Tita Delima tidak pernah menyangka, langkah kecilnya untuk berhenti kerja justru membawanya ke dalam pusaran masalah besar. Dari gaji harian hanya 20 ribu rupiah, kini ia harus menghadapi gugatan dari mantan tempat kerjanya sebesar Rp120 juta.
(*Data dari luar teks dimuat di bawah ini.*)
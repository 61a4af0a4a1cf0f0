use std::path::PathBuf;

use tracing::{error, info, warn};

use crate::config::Orientation;
use crate::error::PipelineResult;
use crate::helper_functions::{parse_numeric_table, read_string_table};
use crate::models::{Dataset, Table};

/// Gene-expression matrix: samples × genes.
pub struct ExpressionDataset {
    pub path: PathBuf,
    pub orientation: Orientation,
}

impl Dataset for ExpressionDataset {
    type Output = Table<f64>;

    fn load(&self) -> PipelineResult<Table<f64>> {
        info!("Reading expression data from {}", self.path.display());
        let raw = match read_string_table(&self.path, self.orientation) {
            Ok(raw) => raw,
            Err(e) => {
                error!("Failed to read expression CSV: {}", e);
                return Err(e);
            }
        };
        let table = parse_numeric_table(&raw, &self.path)?;

        let missing = table.values().iter().filter(|v| v.is_nan()).count();
        if missing > 0 {
            warn!("{} missing expression values in {}", missing, self.path.display());
        }
        info!("Loaded {} samples x {} genes", table.nrows(), table.ncols());
        Ok(table)
    }
}

/// Puts the test matrix's genes in the training order; a training gene
/// absent from the test matrix is a shape mismatch.
pub fn align_genes(train: &Table<f64>, test: &Table<f64>) -> PipelineResult<Table<f64>> {
    if train.col_ids() == test.col_ids() {
        return Ok(test.clone());
    }
    let extra = test.ncols().saturating_sub(train.ncols());
    if extra > 0 {
        warn!("Ignoring {} test genes not present in the training expression", extra);
    }
    info!("Re-ordering test expression columns to the training gene order");
    test.select_columns(train.col_ids())
}

#[cfg(test)]
mod tests {
    use super::*;
    use crate::error::PipelineError;
    use ndarray::array;
    use std::io::Write;

    fn ids(names: &[&str]) -> Vec<String> {
        names.iter().map(|s| s.to_string()).collect()
    }

    #[test]
    fn loads_gene_rows_as_columns() {
        let mut file = tempfile::NamedTempFile::new().unwrap();
        write!(file, "cell line id,c1,c2\nTP53,0.5,1.5\nEGFR,2.0,NA\n").unwrap();
        let table = ExpressionDataset {
            path: file.path().to_path_buf(),
            orientation: Orientation::SamplesAsColumns,
        }
        .load()
        .unwrap();
        assert_eq!(table.row_ids(), &["c1", "c2"]);
        assert_eq!(table.col_ids(), &["TP53", "EGFR"]);
        assert!(table.values()[[1, 1]].is_nan());
    }

    #[test]
    fn aligns_test_genes_by_name() {
        let train = Table::new(ids(&["c1"]), ids(&["g1", "g2"]), array![[1.0, 2.0]]).unwrap();
        let test =
            Table::new(ids(&["p1"]), ids(&["g2", "g3", "g1"]), array![[20.0, 30.0, 10.0]]).unwrap();
        let aligned = align_genes(&train, &test).unwrap();
        assert_eq!(aligned.col_ids(), train.col_ids());
        assert_eq!(aligned.values(), &array![[10.0, 20.0]]);

        let short = Table::new(ids(&["p1"]), ids(&["g1"]), array![[1.0]]).unwrap();
        assert!(matches!(
            align_genes(&train, &short),
            Err(PipelineError::InputShapeMismatch { .. })
        ));
    }
}
use std::collections::HashMap;

use ndarray::{Array2, ArrayView1, ArrayViewMut1, Axis};

use crate::error::{PipelineError, PipelineResult};

/// Anything the pipeline can read from disk.
pub trait Dataset {
    type Output;

    fn load(&self) -> PipelineResult<Self::Output>;
}

/// A labelled 2-D table: rows are samples (cell lines or patients),
/// columns are genes or drugs.
///
/// Row and column ids are unique and their position maps are built once, so
/// lookups by id are O(1) for the whole run.
#[derive(Debug, Clone, PartialEq)]
pub struct Table<T> {
    row_ids: Vec<String>,
    col_ids: Vec<String>,
    row_index: HashMap<String, usize>,
    col_index: HashMap<String, usize>,
    values: Array2<T>,
}

fn index_ids(ids: &[String], axis: &str) -> PipelineResult<HashMap<String, usize>> {
    let mut index = HashMap::with_capacity(ids.len());
    for (pos, id) in ids.iter().enumerate() {
        if index.insert(id.clone(), pos).is_some() {
            return Err(PipelineError::shape_mismatch(
                format!("{axis} ids"),
                "unique ids",
                format!("duplicate '{id}'"),
            ));
        }
    }
    Ok(index)
}

impl<T> Table<T> {
    pub fn new(
        row_ids: Vec<String>,
        col_ids: Vec<String>,
        values: Array2<T>,
    ) -> PipelineResult<Self> {
        if values.dim() != (row_ids.len(), col_ids.len()) {
            return Err(PipelineError::shape_mismatch(
                "table construction",
                format!("{}x{}", row_ids.len(), col_ids.len()),
                format!("{}x{}", values.nrows(), values.ncols()),
            ));
        }
        let row_index = index_ids(&row_ids, "row")?;
        let col_index = index_ids(&col_ids, "column")?;
        Ok(Self { row_ids, col_ids, row_index, col_index, values })
    }

    pub fn row_ids(&self) -> &[String] {
        &self.row_ids
    }

    pub fn col_ids(&self) -> &[String] {
        &self.col_ids
    }

    pub fn values(&self) -> &Array2<T> {
        &self.values
    }

    pub fn nrows(&self) -> usize {
        self.row_ids.len()
    }

    pub fn ncols(&self) -> usize {
        self.col_ids.len()
    }

    pub fn row_position(&self, id: &str) -> Option<usize> {
        self.row_index.get(id).copied()
    }

    pub fn col_position(&self, id: &str) -> Option<usize> {
        self.col_index.get(id).copied()
    }

    pub fn column_at(&self, j: usize) -> ArrayView1<'_, T> {
        self.values.column(j)
    }

    pub fn column_at_mut(&mut self, j: usize) -> ArrayViewMut1<'_, T> {
        self.values.column_mut(j)
    }

    /// Cell-wise conversion keeping both axes.
    pub fn map<U, F>(&self, f: F) -> Table<U>
    where
        F: FnMut(&T) -> U,
    {
        Table {
            row_ids: self.row_ids.clone(),
            col_ids: self.col_ids.clone(),
            row_index: self.row_index.clone(),
            col_index: self.col_index.clone(),
            values: self.values.map(f),
        }
    }
}

impl<T: Clone> Table<T> {
    pub fn filled(row_ids: Vec<String>, col_ids: Vec<String>, fill: T) -> PipelineResult<Self> {
        let values = Array2::from_elem((row_ids.len(), col_ids.len()), fill);
        Self::new(row_ids, col_ids, values)
    }

    pub fn transpose(&self) -> Table<T> {
        Table {
            row_ids: self.col_ids.clone(),
            col_ids: self.row_ids.clone(),
            row_index: self.col_index.clone(),
            col_index: self.row_index.clone(),
            values: self.values.t().as_standard_layout().into_owned(),
        }
    }

    /// Re-orders columns to `ids`; every requested id must exist.
    pub fn select_columns(&self, ids: &[String]) -> PipelineResult<Table<T>> {
        let mut positions = Vec::with_capacity(ids.len());
        let mut missing = Vec::new();
        for id in ids {
            match self.col_position(id) {
                Some(j) => positions.push(j),
                None => missing.push(id.as_str()),
            }
        }
        if !missing.is_empty() {
            let preview: Vec<&str> = missing.iter().take(5).copied().collect();
            return Err(PipelineError::shape_mismatch(
                "column alignment",
                format!("{} columns", ids.len()),
                format!("{} missing (e.g. {})", missing.len(), preview.join(", ")),
            ));
        }
        Table::new(
            self.row_ids.clone(),
            ids.to_vec(),
            self.values.select(Axis(1), &positions),
        )
    }
}

#[cfg(test)]
mod tests {
    use super::*;
    use ndarray::array;

    fn ids(names: &[&str]) -> Vec<String> {
        names.iter().map(|s| s.to_string()).collect()
    }

    #[test]
    fn lookup_by_id() {
        let values = array![[1., 2., 3.], [4., 5., 6.]];
        let t = Table::new(ids(&["a", "b"]), ids(&["x", "y", "z"]), values).unwrap();
        assert_eq!(t.row_position("b"), Some(1));
        assert_eq!(t.col_position("q"), None);
        assert_eq!(t.column_at(t.col_position("y").unwrap()).to_vec(), vec![2., 5.]);
    }

    #[test]
    fn rejects_wrong_shape_and_duplicates() {
        let err = Table::new(ids(&["a"]), ids(&["x", "y"]), array![[1.0]]).unwrap_err();
        assert!(matches!(err, PipelineError::InputShapeMismatch { .. }));

        let err = Table::new(ids(&["a", "a"]), ids(&["x"]), array![[1.0], [2.0]]).unwrap_err();
        assert!(matches!(err, PipelineError::InputShapeMismatch { .. }));
    }

    #[test]
    fn select_and_transpose() {
        let values = array![[1., 2., 3.], [4., 5., 6.]];
        let t = Table::new(ids(&["a", "b"]), ids(&["x", "y", "z"]), values).unwrap();
        let s = t.select_columns(&ids(&["z", "x"])).unwrap();
        assert_eq!(s.values(), &array![[3., 1.], [6., 4.]]);
        assert!(t.select_columns(&ids(&["x", "w"])).is_err());

        let tt = t.transpose();
        assert_eq!(tt.row_ids(), &ids(&["x", "y", "z"])[..]);
        assert_eq!(tt.col_position("b"), Some(1));
        assert_eq!(tt.values()[[2, 1]], 6.0);
    }
}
Awal Kisah Demi Bertahan Hidup
Tita adalah perempuan berusia 28 tahun asal Jawa Barat, bekerja di sebuah perusahaan manufaktur kecil di pinggiran kota. Ia diterima sebagai pekerja lepas dengan sistem harian, tanpa kontrak resmi. Gajinya? Hanya Rp. 20.000 per hari, tanpa tunjangan, tanpa jaminan "Awalnya saya terima saja, karena susah cari kerja waktu itu,” ujar Tita. selama bekerja, Tita mengaku sering lembur, bahkan disuruh melakukan pekerjaan di luar deskripsi awal. Namun, ia bertahan karena sangat membutuhkan uang untuk membantu orang tua dan adiknya yang masih sekolah.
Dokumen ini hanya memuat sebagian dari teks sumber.